[TASK INPUT Boundary: Start]

//! Settings types.

use std::collections::HashSet;
use std::path::{Path, PathBuf};
use std::time::Duration;

use serde::{Deserialize, Serialize};
use streamfan_core::Credentials;

use crate::errors::{Result, SettingsError};

/// Default for [`FanoutSettings::event_buffer`].
pub const DEFAULT_EVENT_BUFFER: usize = 256;

/// Default for [`FanoutSettings::default_poll_interval_ms`].
pub const DEFAULT_POLL_INTERVAL_MS: u64 = 5_000;

/// Root settings object.
#[derive(Clone, Debug, Serialize, Deserialize)]
#[serde(rename_all = "camelCase", default)]
pub struct FanoutSettings {
    /// Default tracing filter (overridden by `RUST_LOG`).
    pub log_level: String,
    /// Capacity of each transport's event channel.
    pub event_buffer: usize,
    /// Interval used by polling listeners that do not specify one.
    pub default_poll_interval_ms: u64,
    /// Endpoints to create at startup, in creation order.
    pub endpoints: Vec<EndpointSettings>,
}

impl Default for FanoutSettings {
    fn default() -> Self {
        Self {
            log_level: "info".to_string(),
            event_buffer: DEFAULT_EVENT_BUFFER,
            default_poll_interval_ms: DEFAULT_POLL_INTERVAL_MS,
            endpoints: Vec::new(),
        }
    }
}

impl FanoutSettings {
    /// Install the global tracing subscriber at [`FanoutSettings::log_level`].
    ///
    /// `RUST_LOG` still wins when set. Later calls are no-ops.
    pub fn init_logging(&self) {
        streamfan_core::logging::init_subscriber(&self.log_level);
    }

    /// Default polling interval as a [`Duration`].
    pub fn default_poll_interval(&self) -> Duration {
        Duration::from_millis(self.default_poll_interval_ms)
    }

    /// Check cross-field constraints that serde cannot express.
    pub fn validate(&self) -> Result<()> {
        if self.event_buffer == 0 {
            return Err(SettingsError::InvalidValue(
                "eventBuffer must be at least 1".into(),
            ));
        }
        if self.default_poll_interval_ms == 0 {
            return Err(SettingsError::InvalidValue(
                "defaultPollIntervalMs must be at least 1".into(),
            ));
        }
        let mut seen = HashSet::new();
        for endpoint in &self.endpoints {
            if endpoint.name.is_empty() {
                return Err(SettingsError::InvalidValue(
                    "endpoint name must not be empty".into(),
                ));
            }
            if !seen.insert(endpoint.name.as_str()) {
                return Err(SettingsError::InvalidValue(format!(
                    "duplicate endpoint name '{}'",
                    endpoint.name
                )));
            }
        }
        Ok(())
    }
}

/// One named endpoint.
#[derive(Clone, Debug, Default, PartialEq, Eq, Serialize, Deserialize)]
#[serde(rename_all = "camelCase")]
pub struct EndpointSettings {
    /// Unique endpoint name.
    pub name: String,
    /// Port passed to `listen`.
    #[serde(default)]
    pub port: u16,
    /// Respond to each arriving stream before listeners run.
    #[serde(default, skip_serializing_if = "Option::is_none")]
    pub auto_respond: Option<AutoRespond>,
    /// Serve TLS with these files.
    #[serde(default, skip_serializing_if = "Option::is_none")]
    pub tls: Option<TlsSettings>,
}

/// Status and content type sent to every arriving stream.
#[derive(Clone, Debug, PartialEq, Eq, Serialize, Deserialize)]
#[serde(rename_all = "camelCase", default)]
pub struct AutoRespond {
    /// Response status.
    pub status: u16,
    /// Value of the `content-type` header.
    pub content_type: String,
}

impl Default for AutoRespond {
    fn default() -> Self {
        Self {
            status: 200,
            content_type: "text/plain".to_string(),
        }
    }
}

/// Paths of PEM files for a secure endpoint.
#[derive(Clone, Debug, PartialEq, Eq, Serialize, Deserialize)]
#[serde(rename_all = "camelCase")]
pub struct TlsSettings {
    /// Private key file.
    pub key_path: PathBuf,
    /// Certificate chain file.
    pub cert_path: PathBuf,
}

impl TlsSettings {
    /// Read both files into [`Credentials`].
    pub fn load(&self) -> Result<Credentials> {
        let key = read_pem(&self.key_path)?;
        let cert = read_pem(&self.cert_path)?;
        Ok(Credentials::new(key, cert))
    }
}

fn read_pem(path: &Path) -> Result<Vec<u8>> {
    std::fs::read(path).map_err(|source| SettingsError::TlsFile {
        path: path.to_path_buf(),
        source,
    })
}
//! In-memory capture of tracing events for assertions in tests.

use std::sync::Arc;

use parking_lot::Mutex;
use tracing::field::{Field, Visit};
use tracing::level_filters::LevelFilter;
use tracing::{Event, Level, Subscriber};
use tracing_subscriber::Layer;
use tracing_subscriber::layer::{Context, SubscriberExt};
use tracing_subscriber::registry::LookupSpan;
use tracing_subscriber::util::SubscriberInitExt;

/// A captured tracing event.
#[derive(Clone, Debug)]
pub struct CapturedEvent {
    /// The log level.
    pub level: Level,
    /// The target module.
    pub target: String,
    /// The formatted message.
    pub message: String,
    /// Field key-value pairs.
    pub fields: Vec<(String, String)>,
}

impl CapturedEvent {
    /// Value of a structured field, if recorded.
    pub fn field(&self, name: &str) -> Option<&str> {
        self.fields
            .iter()
            .find(|(k, _)| k == name)
            .map(|(_, v)| v.as_str())
    }
}

/// Thread-safe store for captured events.
#[derive(Clone, Default)]
pub struct CapturedLogs {
    events: Arc<Mutex<Vec<CapturedEvent>>>,
}

impl CapturedLogs {
    /// All captured events.
    pub fn events(&self) -> Vec<CapturedEvent> {
        self.events.lock().clone()
    }

    /// Whether any event at `level` contains the message substring.
    pub fn has_event(&self, level: Level, message_contains: &str) -> bool {
        self.events
            .lock()
            .iter()
            .any(|e| e.level == level && e.message.contains(message_contains))
    }
}

struct CaptureLayer {
    logs: CapturedLogs,
}

impl CapturedEvent {
    fn record_field(&mut self, name: &str, value: String) {
        if name == "message" {
            self.message = value;
        } else {
            self.fields.push((name.to_owned(), value));
        }
    }
}

impl Visit for CapturedEvent {
    fn record_debug(&mut self, field: &Field, value: &dyn std::fmt::Debug) {
        self.record_field(field.name(), format!("{value:?}"));
    }

    fn record_str(&mut self, field: &Field, value: &str) {
        self.record_field(field.name(), value.to_owned());
    }

    fn record_u64(&mut self, field: &Field, value: u64) {
        self.record_field(field.name(), value.to_string());
    }

    fn record_i64(&mut self, field: &Field, value: i64) {
        self.record_field(field.name(), value.to_string());
    }

    fn record_bool(&mut self, field: &Field, value: bool) {
        self.record_field(field.name(), value.to_string());
    }
}

impl<S> Layer<S> for CaptureLayer
where
    S: Subscriber + for<'a> LookupSpan<'a>,
{
    fn on_event(&self, event: &Event<'_>, _ctx: Context<'_, S>) {
        let metadata = event.metadata();
        let mut captured = CapturedEvent {
            level: *metadata.level(),
            target: metadata.target().to_owned(),
            message: String::new(),
            fields: Vec::new(),
        };
        event.record(&mut captured);
        self.logs.events.lock().push(captured);
    }
}

/// Install a capturing subscriber for the current thread.
///
/// Keep the returned guard alive for the duration of the test. Events from
/// tasks running on other threads are not captured, so async tests using
/// this should run on the current-thread runtime.
pub fn capture_logs() -> (CapturedLogs, tracing::subscriber::DefaultGuard) {
    let logs = CapturedLogs::default();
    let layer = CaptureLayer { logs: logs.clone() };

    let subscriber = tracing_subscriber::registry()
        .with(layer)
        .with(LevelFilter::TRACE);

    let guard = subscriber.set_default();
    (logs, guard)
}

[TASK INPUT Boundary: End]

- **INSTRUCTIONS TO FOLLOW**
Each line above where the word "EndpointSettings" occurs should be returned in full.

- **TASK SOLUTION**
    pub endpoints: Vec<EndpointSettings>,
pub struct EndpointSettings {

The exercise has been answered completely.